My attempt (Not necessarily correct)

Additional variables:

• $$u_k$$ - coefficient of kinetic friction between floor and wheel
• $$N$$ - normal force
• $$m$$ - mass of wheel
• $$g$$ - acceleration due to gravity

$$N = mg$$ (since it's on a flat surface)
$$f_k = u_k N = u_k m g$$

$$\tau$$ does not appear in the equation, so $$f_k$$ is independent of torque. No matter how much the torque is increased, $$f_k$$ will not increase if the wheel slips.

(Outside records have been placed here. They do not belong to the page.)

//! Active rosters and the checkpoint index
//!
//! A [`Roster`] is a fixed array of ten slots: home 1-5 then away 1-5. Slot
//! positions are meaningful and never reordered; substitutions overwrite one
//! slot in place.

use crate::types::{
    DecoderError, LineupCheckpoint, Participant, ParticipantId, RawEvent, Result, Sequence,
};
use serde::Serialize;
use std::collections::{HashMap, HashSet};

/// Participants per side
pub const SIDE_SIZE: usize = 5;

/// Participants on the floor
pub const ROSTER_SIZE: usize = 2 * SIDE_SIZE;

/// Ten participants on the floor, in slot order
#[derive(Debug, Clone, PartialEq, Eq, Serialize)]
pub struct Roster([Participant; ROSTER_SIZE]);

impl Roster {
    /// Build a roster from a checkpoint, checking slot counts and uniqueness
    pub fn from_checkpoint(checkpoint: &LineupCheckpoint) -> Result<Self> {
        let malformed = |reason: String| DecoderError::MalformedRoster {
            sequence: checkpoint.sequence,
            reason,
        };

        if checkpoint.home.len() != SIDE_SIZE || checkpoint.away.len() != SIDE_SIZE {
            return Err(malformed(format!(
                "expected {} home and {} away participants, got {} and {}",
                SIDE_SIZE,
                SIDE_SIZE,
                checkpoint.home.len(),
                checkpoint.away.len()
            )));
        }

        let slots: Vec<Participant> = checkpoint
            .home
            .iter()
            .chain(checkpoint.away.iter())
            .cloned()
            .collect();

        let mut seen = HashSet::with_capacity(ROSTER_SIZE);
        if let Some(duplicate) = slots.iter().find(|p| !seen.insert(p.id)) {
            return Err(malformed(format!("participant {} appears twice", duplicate)));
        }

        let slots: [Participant; ROSTER_SIZE] = slots
            .try_into()
            .map_err(|_| malformed("slot count mismatch".to_string()))?;
        Ok(Self(slots))
    }

    /// All ten participants in slot order
    pub fn participants(&self) -> &[Participant; ROSTER_SIZE] {
        &self.0
    }

    /// Home slots 1-5
    pub fn home(&self) -> &[Participant] {
        &self.0[..SIDE_SIZE]
    }

    /// Away slots 1-5
    pub fn away(&self) -> &[Participant] {
        &self.0[SIDE_SIZE..]
    }

    /// Slot index of a participant, if on the floor
    pub fn position_of(&self, id: ParticipantId) -> Option<usize> {
        self.0.iter().position(|p| p.id == id)
    }

    /// Check whether a participant is on the floor
    pub fn contains(&self, id: ParticipantId) -> bool {
        self.position_of(id).is_some()
    }

    /// Swap `outgoing` for `incoming` in the same slot
    ///
    /// Returns the slot that changed. The caller is responsible for checking
    /// that `incoming` is not already on the floor.
    pub(crate) fn substitute(
        &mut self,
        outgoing: ParticipantId,
        incoming: Participant,
    ) -> Option<usize> {
        let slot = self.position_of(outgoing)?;
        self.0[slot] = incoming;
        Some(slot)
    }

    /// Number of slots whose participant differs from `other`
    pub fn slot_differences(&self, other: &Roster) -> usize {
        self.0
            .iter()
            .zip(other.0.iter())
            .filter(|(a, b)| a.id != b.id)
            .count()
    }
}

/// Validated checkpoints keyed by sequence number
///
/// Read-only after construction, so a single index can be shared across
/// threads.
#[derive(Debug, Clone)]
pub struct RosterIndex {
    rosters: HashMap<Sequence, Roster>,
}

impl RosterIndex {
    /// Build an index from a checkpoint collection
    ///
    /// Fails on the first checkpoint that does not hold exactly ten distinct
    /// participants, or when two checkpoints share a sequence number.
    pub fn new(checkpoints: &[LineupCheckpoint]) -> Result<Self> {
        let mut rosters = HashMap::with_capacity(checkpoints.len());

        for checkpoint in checkpoints {
            let roster = Roster::from_checkpoint(checkpoint)?;
            if rosters.insert(checkpoint.sequence, roster).is_some() {
                return Err(DecoderError::MalformedRoster {
                    sequence: checkpoint.sequence,
                    reason: "duplicate checkpoint sequence number".to_string(),
                });
            }
        }

        log::debug!("Roster index built with {} checkpoints", rosters.len());
        Ok(Self { rosters })
    }

    /// Build an index and check it covers the start of an event stream
    pub fn for_events(checkpoints: &[LineupCheckpoint], events: &[RawEvent]) -> Result<Self> {
        let index = Self::new(checkpoints)?;
        if let Some(first) = events.iter().map(|e| e.sequence).min() {
            if index.roster_at(first).is_none() {
                return Err(DecoderError::MissingInitialRoster { sequence: first });
            }
        }
        Ok(index)
    }

    /// Roster at exactly this sequence number
    pub fn roster_at(&self, sequence: Sequence) -> Option<&Roster> {
        self.rosters.get(&sequence)
    }

    /// Number of checkpoints
    pub fn checkpoint_count(&self) -> usize {
        self.rosters.len()
    }
}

Thanks for reading through my question,
David

 

[Dick]

Well, sure. If the frictional force is purely due to kinetic friction, it's only dependent on the normal force and independent of torque.

 

[Just a nobody]

Okay, thank you very much for answering. My intuition told me otherwise, so I wanted to verify my answer.

 

[Dick]

Your intuition probably told you otherwise because if the wheel is not slipping then you are dealing with static friction which is very dependent on the applied force. Even if it is slipping kinetic friction is only an approximate model. Don't dis your intuition too much.